*** Opening of Given data ***
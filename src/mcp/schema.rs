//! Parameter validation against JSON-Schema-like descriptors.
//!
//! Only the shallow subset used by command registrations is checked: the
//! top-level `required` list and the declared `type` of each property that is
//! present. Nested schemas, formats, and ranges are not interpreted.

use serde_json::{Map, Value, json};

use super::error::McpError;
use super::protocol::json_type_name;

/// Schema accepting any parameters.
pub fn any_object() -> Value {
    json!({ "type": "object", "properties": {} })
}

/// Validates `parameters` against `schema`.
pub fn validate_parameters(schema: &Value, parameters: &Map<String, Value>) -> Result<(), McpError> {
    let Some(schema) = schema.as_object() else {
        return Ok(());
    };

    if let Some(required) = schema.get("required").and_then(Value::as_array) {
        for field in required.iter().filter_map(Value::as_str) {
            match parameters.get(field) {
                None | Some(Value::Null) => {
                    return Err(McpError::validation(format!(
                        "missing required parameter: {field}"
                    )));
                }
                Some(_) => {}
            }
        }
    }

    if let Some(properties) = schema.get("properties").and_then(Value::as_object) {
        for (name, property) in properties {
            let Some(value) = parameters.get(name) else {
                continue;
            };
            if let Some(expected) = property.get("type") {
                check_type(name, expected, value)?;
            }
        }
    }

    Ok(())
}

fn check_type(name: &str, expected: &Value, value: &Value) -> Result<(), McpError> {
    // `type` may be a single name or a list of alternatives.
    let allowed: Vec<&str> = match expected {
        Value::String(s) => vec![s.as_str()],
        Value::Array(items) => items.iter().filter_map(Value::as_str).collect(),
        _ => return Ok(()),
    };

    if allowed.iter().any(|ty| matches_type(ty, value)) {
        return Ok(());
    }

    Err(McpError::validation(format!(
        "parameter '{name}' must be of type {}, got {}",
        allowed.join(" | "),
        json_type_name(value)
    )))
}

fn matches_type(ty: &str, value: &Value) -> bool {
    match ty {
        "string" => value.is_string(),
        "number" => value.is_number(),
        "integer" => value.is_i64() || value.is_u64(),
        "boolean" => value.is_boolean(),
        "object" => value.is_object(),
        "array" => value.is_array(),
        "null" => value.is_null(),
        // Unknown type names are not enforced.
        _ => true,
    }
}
*** Close of Given data ***
*** Opening of Given data ***
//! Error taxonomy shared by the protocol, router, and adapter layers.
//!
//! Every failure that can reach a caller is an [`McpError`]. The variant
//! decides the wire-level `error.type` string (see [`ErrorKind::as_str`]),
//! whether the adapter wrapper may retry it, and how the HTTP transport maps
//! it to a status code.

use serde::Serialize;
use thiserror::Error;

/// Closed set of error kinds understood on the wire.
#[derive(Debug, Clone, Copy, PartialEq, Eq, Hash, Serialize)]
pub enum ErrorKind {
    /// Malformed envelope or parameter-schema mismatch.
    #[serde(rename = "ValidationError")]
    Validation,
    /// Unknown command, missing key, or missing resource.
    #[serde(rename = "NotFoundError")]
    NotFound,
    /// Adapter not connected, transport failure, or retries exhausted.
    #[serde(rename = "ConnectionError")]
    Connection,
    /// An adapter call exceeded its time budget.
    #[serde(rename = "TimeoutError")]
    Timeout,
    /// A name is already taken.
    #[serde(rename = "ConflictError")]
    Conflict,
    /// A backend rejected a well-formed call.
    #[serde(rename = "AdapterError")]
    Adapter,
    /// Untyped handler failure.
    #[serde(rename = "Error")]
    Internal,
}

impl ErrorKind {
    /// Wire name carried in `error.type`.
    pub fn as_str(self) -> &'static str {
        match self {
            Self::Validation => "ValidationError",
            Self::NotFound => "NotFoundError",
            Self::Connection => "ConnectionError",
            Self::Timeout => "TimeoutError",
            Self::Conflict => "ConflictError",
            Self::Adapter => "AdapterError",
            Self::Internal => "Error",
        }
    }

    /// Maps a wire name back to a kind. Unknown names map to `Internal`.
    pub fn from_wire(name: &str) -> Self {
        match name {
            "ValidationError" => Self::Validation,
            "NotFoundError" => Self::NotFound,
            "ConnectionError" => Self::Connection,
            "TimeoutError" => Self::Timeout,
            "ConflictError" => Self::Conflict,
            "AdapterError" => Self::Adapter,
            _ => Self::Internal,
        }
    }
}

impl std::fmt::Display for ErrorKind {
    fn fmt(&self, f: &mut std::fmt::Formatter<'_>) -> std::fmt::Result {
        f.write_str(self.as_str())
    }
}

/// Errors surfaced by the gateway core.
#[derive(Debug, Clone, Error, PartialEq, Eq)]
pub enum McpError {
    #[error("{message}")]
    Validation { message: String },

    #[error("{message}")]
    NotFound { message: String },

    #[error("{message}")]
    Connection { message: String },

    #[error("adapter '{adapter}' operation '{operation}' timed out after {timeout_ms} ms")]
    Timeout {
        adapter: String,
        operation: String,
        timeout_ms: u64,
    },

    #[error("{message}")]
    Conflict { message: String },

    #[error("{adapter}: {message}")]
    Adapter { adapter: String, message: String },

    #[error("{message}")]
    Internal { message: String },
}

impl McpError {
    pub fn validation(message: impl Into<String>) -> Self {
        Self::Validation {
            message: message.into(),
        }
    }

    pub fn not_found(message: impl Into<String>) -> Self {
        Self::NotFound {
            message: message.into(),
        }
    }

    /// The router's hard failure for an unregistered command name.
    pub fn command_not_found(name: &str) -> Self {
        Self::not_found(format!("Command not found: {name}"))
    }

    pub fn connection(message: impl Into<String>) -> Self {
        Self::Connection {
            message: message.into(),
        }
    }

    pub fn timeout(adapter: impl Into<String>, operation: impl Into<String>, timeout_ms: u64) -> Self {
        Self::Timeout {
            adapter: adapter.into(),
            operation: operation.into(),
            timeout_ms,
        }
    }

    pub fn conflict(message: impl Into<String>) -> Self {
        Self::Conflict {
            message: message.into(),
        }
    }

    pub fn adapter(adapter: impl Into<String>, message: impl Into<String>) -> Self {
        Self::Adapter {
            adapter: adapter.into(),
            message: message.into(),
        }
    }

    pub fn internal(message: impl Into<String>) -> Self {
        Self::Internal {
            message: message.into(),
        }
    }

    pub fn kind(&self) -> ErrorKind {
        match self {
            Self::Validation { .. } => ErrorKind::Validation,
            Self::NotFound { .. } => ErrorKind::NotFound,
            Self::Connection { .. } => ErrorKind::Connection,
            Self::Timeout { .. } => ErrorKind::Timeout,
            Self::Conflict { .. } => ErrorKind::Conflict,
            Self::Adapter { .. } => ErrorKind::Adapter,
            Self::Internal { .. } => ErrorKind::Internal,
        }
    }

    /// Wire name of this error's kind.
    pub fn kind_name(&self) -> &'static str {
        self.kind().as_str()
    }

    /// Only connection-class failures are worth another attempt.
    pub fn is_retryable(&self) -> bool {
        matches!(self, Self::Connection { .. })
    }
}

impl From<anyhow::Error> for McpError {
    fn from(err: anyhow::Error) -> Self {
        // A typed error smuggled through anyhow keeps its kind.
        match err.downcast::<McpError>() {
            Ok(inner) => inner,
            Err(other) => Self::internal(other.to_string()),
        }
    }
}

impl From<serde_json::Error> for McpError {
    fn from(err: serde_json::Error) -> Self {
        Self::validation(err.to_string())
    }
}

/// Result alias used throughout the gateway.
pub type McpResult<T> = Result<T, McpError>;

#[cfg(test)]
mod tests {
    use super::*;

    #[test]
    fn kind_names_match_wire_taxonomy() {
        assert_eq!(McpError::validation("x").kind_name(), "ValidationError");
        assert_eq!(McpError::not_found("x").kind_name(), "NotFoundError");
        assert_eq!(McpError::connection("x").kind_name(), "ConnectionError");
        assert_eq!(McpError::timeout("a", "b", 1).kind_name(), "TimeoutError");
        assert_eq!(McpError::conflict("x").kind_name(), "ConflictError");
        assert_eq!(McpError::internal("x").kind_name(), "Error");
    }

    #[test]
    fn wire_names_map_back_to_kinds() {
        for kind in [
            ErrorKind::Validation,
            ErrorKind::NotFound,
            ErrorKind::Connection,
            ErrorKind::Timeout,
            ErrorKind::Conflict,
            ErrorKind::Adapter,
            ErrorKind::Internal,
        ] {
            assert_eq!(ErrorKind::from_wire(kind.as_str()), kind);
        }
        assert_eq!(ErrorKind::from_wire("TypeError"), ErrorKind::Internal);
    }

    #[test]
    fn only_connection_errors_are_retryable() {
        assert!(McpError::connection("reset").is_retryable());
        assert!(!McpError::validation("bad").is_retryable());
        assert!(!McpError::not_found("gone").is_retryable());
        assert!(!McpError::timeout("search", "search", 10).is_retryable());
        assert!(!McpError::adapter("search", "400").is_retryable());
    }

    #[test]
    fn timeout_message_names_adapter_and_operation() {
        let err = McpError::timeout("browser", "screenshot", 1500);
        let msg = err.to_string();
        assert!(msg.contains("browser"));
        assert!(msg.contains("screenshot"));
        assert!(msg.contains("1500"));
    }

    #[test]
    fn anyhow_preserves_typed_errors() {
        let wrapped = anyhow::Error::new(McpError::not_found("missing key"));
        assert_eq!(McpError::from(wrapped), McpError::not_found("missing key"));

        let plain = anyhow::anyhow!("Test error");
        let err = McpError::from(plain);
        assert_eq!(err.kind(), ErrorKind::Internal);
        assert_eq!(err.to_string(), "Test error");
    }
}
*** Close of Given data ***
Instructions to follow:
Pull out the lines above in which the word "Clone" appears.

Answer space:
#[derive(Debug, Clone, Copy, PartialEq, Eq, Hash, Serialize)]
#[derive(Debug, Clone, Error, PartialEq, Eq)]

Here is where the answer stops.